▸ What you need to do
Among the lines below, a stretch begins at the one with "Dashboard::new(Arc::new(dataset), DashboardConfig::default())" and ends at the one with "let second: *const". Repeat that stretch exactly, ends included.

Start of Data for the task

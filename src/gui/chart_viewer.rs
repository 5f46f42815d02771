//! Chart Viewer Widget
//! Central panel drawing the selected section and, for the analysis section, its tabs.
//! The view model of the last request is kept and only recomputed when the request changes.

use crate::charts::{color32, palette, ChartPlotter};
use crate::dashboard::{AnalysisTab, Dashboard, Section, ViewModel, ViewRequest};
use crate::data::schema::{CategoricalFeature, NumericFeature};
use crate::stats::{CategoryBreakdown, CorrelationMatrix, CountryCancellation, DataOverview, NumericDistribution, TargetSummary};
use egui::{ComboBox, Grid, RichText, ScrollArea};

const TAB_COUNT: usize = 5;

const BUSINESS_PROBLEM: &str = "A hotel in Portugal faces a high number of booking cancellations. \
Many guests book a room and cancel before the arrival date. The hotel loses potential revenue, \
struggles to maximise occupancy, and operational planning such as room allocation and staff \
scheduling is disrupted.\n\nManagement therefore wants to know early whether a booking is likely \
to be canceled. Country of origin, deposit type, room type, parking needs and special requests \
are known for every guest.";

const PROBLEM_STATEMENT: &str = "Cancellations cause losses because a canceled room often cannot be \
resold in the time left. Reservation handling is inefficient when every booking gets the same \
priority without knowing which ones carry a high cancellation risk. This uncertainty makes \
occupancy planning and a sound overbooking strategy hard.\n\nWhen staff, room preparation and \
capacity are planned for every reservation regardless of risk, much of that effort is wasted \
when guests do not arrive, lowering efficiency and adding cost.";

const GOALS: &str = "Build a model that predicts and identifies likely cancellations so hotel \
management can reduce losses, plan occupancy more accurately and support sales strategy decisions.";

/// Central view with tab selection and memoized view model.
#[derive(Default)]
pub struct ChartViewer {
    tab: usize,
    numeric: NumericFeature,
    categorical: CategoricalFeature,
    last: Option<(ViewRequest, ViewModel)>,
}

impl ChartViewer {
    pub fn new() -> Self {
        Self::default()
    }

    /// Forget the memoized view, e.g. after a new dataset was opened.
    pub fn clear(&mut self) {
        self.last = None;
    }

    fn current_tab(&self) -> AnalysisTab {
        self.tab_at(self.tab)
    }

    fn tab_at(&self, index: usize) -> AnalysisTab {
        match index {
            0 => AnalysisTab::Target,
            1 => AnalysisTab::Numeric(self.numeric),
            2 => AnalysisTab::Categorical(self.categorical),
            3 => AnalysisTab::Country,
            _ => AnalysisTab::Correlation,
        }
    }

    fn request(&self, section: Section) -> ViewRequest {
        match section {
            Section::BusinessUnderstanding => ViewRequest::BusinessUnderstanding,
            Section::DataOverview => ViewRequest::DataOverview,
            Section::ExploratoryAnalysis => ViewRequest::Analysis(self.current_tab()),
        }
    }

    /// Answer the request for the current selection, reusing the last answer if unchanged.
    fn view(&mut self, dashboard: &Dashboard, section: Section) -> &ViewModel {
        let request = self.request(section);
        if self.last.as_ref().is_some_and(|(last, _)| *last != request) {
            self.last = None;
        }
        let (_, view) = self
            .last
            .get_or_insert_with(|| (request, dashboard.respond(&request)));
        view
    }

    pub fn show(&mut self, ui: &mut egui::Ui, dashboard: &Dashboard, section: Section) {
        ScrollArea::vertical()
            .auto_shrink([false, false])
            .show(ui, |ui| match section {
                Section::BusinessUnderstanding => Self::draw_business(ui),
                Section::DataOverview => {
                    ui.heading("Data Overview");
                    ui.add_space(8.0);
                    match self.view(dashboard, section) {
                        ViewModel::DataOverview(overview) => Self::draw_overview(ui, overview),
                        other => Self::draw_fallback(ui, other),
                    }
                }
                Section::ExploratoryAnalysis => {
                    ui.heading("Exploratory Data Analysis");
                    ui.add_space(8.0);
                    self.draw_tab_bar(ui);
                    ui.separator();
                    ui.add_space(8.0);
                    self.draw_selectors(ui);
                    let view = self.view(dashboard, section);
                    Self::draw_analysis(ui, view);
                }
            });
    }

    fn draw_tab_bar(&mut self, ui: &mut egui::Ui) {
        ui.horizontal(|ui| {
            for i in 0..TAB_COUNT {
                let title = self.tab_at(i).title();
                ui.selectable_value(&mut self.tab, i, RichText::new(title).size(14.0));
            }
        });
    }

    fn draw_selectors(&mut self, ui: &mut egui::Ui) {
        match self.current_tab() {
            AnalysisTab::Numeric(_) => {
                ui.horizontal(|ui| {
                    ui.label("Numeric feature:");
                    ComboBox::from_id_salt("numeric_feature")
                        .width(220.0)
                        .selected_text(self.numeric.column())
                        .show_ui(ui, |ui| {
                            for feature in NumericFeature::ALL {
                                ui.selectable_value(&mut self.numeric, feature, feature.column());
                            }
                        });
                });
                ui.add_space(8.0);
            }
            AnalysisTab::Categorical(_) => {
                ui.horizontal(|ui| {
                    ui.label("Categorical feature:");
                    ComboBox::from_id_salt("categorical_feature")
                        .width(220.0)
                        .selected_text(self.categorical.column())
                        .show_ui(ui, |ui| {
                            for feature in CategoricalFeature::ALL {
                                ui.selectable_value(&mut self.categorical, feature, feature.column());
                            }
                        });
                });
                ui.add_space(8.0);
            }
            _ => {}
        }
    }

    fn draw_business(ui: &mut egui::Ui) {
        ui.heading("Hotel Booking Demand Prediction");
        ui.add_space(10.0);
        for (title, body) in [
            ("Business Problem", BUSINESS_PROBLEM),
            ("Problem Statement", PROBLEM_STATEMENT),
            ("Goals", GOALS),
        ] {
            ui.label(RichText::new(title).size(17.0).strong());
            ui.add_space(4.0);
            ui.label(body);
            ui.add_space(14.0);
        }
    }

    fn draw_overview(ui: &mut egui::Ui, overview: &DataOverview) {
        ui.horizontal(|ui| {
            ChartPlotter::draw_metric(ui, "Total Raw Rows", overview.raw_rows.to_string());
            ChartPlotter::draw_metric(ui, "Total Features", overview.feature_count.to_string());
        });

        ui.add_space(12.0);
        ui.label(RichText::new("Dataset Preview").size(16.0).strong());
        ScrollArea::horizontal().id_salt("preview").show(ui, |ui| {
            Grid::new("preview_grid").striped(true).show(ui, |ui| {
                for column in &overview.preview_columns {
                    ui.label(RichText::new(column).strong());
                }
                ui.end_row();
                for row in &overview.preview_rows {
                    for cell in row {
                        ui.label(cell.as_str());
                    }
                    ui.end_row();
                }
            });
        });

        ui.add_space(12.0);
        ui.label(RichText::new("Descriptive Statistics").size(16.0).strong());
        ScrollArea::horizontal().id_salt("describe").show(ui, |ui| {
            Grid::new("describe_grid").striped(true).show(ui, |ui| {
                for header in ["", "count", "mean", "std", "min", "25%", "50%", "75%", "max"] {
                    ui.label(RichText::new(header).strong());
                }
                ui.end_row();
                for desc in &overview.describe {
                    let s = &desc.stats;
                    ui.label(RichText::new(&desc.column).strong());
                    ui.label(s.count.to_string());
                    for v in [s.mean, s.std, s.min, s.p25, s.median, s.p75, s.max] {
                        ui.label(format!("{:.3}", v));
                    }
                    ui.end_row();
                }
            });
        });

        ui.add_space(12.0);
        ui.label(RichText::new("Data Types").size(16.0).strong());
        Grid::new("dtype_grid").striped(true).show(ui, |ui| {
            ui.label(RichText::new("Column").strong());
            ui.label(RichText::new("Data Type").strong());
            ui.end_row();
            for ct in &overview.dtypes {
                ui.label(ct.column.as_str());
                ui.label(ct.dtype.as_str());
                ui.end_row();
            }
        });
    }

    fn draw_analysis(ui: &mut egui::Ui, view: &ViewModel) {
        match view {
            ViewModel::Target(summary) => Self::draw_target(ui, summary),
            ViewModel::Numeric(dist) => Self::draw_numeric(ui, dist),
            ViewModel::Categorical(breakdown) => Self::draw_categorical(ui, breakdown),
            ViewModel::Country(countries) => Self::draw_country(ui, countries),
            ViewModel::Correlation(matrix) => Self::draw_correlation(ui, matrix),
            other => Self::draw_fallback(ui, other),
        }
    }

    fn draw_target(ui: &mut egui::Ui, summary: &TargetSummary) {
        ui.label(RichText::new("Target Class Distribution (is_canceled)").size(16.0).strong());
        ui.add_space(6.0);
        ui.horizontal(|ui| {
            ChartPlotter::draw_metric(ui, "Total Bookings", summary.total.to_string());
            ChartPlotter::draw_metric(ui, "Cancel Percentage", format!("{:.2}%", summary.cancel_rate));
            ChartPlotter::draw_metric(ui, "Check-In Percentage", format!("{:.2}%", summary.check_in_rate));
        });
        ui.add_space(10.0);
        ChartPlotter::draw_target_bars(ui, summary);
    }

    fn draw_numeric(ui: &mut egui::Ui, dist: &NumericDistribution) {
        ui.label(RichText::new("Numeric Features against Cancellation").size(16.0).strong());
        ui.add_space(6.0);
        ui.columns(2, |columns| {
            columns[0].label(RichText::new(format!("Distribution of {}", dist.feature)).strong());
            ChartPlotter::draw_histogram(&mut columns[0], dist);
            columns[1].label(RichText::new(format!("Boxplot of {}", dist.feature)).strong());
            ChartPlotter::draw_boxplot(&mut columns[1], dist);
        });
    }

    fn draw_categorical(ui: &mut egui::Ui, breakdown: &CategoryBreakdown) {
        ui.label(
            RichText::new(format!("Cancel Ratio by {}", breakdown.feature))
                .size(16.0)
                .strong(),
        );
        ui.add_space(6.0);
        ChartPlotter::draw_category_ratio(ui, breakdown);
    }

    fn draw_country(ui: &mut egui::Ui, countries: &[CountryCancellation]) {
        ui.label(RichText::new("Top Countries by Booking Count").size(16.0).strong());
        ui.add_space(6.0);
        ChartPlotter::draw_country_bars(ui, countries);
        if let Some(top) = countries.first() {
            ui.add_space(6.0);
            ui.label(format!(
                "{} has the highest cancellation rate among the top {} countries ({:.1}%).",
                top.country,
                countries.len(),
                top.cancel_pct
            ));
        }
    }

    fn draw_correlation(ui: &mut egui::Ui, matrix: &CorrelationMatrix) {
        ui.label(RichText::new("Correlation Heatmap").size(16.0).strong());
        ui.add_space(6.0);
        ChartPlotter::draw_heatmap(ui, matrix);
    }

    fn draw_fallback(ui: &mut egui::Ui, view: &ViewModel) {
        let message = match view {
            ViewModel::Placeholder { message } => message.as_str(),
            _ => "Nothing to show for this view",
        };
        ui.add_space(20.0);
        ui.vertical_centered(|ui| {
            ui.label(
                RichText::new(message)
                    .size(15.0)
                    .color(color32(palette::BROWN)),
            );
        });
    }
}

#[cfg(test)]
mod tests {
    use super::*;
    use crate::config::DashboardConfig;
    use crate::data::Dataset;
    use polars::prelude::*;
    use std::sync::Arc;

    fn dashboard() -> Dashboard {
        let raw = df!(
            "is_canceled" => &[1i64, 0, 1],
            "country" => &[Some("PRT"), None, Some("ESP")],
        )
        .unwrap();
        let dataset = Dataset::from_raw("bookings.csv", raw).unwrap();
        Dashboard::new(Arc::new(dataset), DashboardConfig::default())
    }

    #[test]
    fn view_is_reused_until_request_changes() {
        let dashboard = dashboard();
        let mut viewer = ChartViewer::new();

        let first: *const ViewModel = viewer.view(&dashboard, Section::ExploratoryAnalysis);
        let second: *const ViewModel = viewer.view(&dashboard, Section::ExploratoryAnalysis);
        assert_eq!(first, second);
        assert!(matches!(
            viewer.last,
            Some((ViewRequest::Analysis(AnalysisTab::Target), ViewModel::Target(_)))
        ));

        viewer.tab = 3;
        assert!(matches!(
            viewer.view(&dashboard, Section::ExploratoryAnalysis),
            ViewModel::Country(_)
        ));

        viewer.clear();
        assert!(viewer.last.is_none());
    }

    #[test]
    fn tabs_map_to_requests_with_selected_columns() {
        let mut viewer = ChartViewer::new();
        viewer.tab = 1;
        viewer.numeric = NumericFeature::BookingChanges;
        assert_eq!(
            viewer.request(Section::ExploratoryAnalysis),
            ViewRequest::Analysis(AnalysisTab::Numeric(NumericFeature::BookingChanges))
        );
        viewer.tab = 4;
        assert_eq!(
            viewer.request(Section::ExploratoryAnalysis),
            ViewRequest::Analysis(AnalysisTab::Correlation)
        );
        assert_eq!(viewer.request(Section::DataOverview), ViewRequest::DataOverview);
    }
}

End of Data for the task

▸ Answer to this problem
        Dashboard::new(Arc::new(dataset), DashboardConfig::default())
    }

    #[test]
    fn view_is_reused_until_request_changes() {
        let dashboard = dashboard();
        let mut viewer = ChartViewer::new();

        let first: *const ViewModel = viewer.view(&dashboard, Section::ExploratoryAnalysis);
        let second: *const ViewModel = viewer.view(&dashboard, Section::ExploratoryAnalysis);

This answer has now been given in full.